E, como o remexer nunca é ordem, lá ficava ele tapado, de novo escondido.
Um dia, em novas remexidas, voltou o relógio a aparecer. Tirei-o para fora, tive-o nas mãos,
olhei-o com cuidado e desabafei:
— Não serves para nada… Para nada? Deixa-me olhar bem para ti.
Atenta, virei-o, revirei-o e aceitei a ideia:
— Calhas bem em moldura para retrato.
Vá de o desmanchar aos poucos, orelhas, parafusos, pernas. Umas tantas coisas saíram com
facilidade, mas as outras… Alicate, chaves de fenda, empurrões em jeito de alavanca… E pancada,
muita pancada. Lá consegui. Depois, escolher foto antes de voltar a armar tudo (difícil que foi),
procurando as peças espalhadas sobre a cama.
Claro que preferi para a exótica moldura uma foto das minhas Princesas-Cinderelas-Sereias
(títulos por elas escolhidos), Raposinhas por mim chamadas, embora que o nome lhes cause
estranheza (“Rapozeta, Pintalgreta, senhora de muita treta…”, não era assim, Mestre Aquilino?).
Com um lote de fotos espalhado à minha frente, ia escolhendo pelos tamanhos: esta não, que é
pequena, aquela não cabe no redondo do vidro, e por aí fora…. Difícil!
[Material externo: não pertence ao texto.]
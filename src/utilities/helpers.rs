use std::sync::OnceLock;
use crate::utilities::enums::Kernel;

static BEST_KERNEL : OnceLock<Kernel> = OnceLock::new();

#[inline(always)]
pub fn detect_best_kernel() -> Kernel {
    *BEST_KERNEL.get_or_init(|| {
        let k = if cfg!(target_arch = "wasm32") {
            Kernel::Scalar
        } else {
            Kernel::Parallel
        };
        log::debug!("auto kernel resolved to {:?}", k);
        k
    })
}

#[inline(always)]
pub fn resolve_kernel(kernel: Kernel) -> Kernel {
    match kernel {
        Kernel::Auto => detect_best_kernel(),
        other        => other,
    }
}

/// Expands an inclusive `(start, end, step)` sweep. A zero step or equal bounds
/// yields the single value `start`; a descending range walks down from `start`.
pub fn expand_usize_range((start, end, step): (usize, usize, usize)) -> Option<Vec<usize>> {
    if step == 0 || start == end {
        return Some(vec![start]);
    }
    let mut out = Vec::new();
    if start < end {
        let mut v = start;
        while v <= end {
            out.push(v);
            match v.checked_add(step) {
                Some(next) => v = next,
                None       => break,
            }
        }
    } else {
        let mut v = start;
        loop {
            if v < end {
                break;
            }
            out.push(v);
            match v.checked_sub(step) {
                Some(next) => v = next,
                None       => break,
            }
        }
    }
    if out.is_empty() { None } else { Some(out) }
}
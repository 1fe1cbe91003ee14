//! Neighbor index normalization for the extrema kernels.
//!
//! Both evaluators probe `order` neighbors on each side of a position. Offsets
//! that leave `[0, n)` are mapped back in by [`normalize_forward`] (overshoot
//! past `n - 1`) or [`normalize_backward`] (undershoot below 0).
//!
//! Under `Clip` an edge sample ends up compared against itself, which matters
//! for the strict forward comparison. Under `Wrap` the data is circular; an
//! order larger than `n` simply revisits samples.

use crate::utilities::enums::BoundaryMode;

/// Maps a forward neighbor index back into `[0, n)`.
///
/// Identity for `index < n`. `n` must be non-zero.
#[inline(always)]
pub fn normalize_forward(mode: BoundaryMode, n: usize, index: usize) -> usize {
    if index < n {
        return index;
    }
    match mode {
        BoundaryMode::Clip => n - 1,
        // equals `index - n` whenever `index < 2n`
        BoundaryMode::Wrap => index % n,
    }
}

/// Maps a backward neighbor index back into `[0, n)`.
///
/// Identity for `0 <= index < n`. `n` must be non-zero.
#[inline(always)]
pub fn normalize_backward(mode: BoundaryMode, n: usize, index: isize) -> usize {
    if index >= 0 {
        return index as usize;
    }
    match mode {
        BoundaryMode::Clip => 0,
        BoundaryMode::Wrap => index.rem_euclid(n as isize) as usize,
    }
}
Até que apareceu a certa, e que mostra as meninas preparando o Presépio com muita
compostura. Nesse dia, nada de Cinderelas a contas com a madrasta e suspirando pelo príncipe, nada
de sereias a fugir do polvo gigante. Encantadas, atentas, entregues à sua tarefa. Angélicas mesmo!
Depois, quando elas já no centro do vidro e o relógio milagrosamente armado, ouvi um tímido
tiquetaque, brandinho, a medo.
Tique---------taque.
Que ouço? Devo estar enganada! Mas não. De tímido, passou ao antigo som alegre, fanfarrão
mesmo: tiquetaque, tiquetaque, tiquetaque. E, ao som daquele trinar alegre e ritmado, as figurinhas
animaram-se como as de uma “cascata” à moda do Porto: Eleonor, com as mãos sapudinhas, ajeita o
musgo com mil carinhos, põe, dispõe, alisa. Rosa, com o burro entre as mãos, hesita em pô-lo antes ou
depois da vaquinha.
José, onde fica? Talvez aqui, para ver melhor o Jesus. A gruta, ainda por acabar, sem teto de
colmo, é um amontoado de seixos da praia. Nus, polidos, trazem ao Presépio o mar calmo e verde de
Galapos – onda vai, onda vem, misturadas ao musgo e aos pastores que carregam borregos aos
ombros. Contra a janela, as hastes enormes das bagas vermelhas como quando nascidas junto do
ribeiro. Mil azáfamas para que o Presépio seja coisa linda e ao jeito da sua criação.
— Avó, canta tu, nós ainda não sabemos bem. E a avó, dócil, entoa:
— Não, mãe, essa fica para mais tarde. Calções no Menino, sempre de saias, não se ajusta; é tirá-
lo do berço e do colo da mãe. E avó Santana, é muita confusão.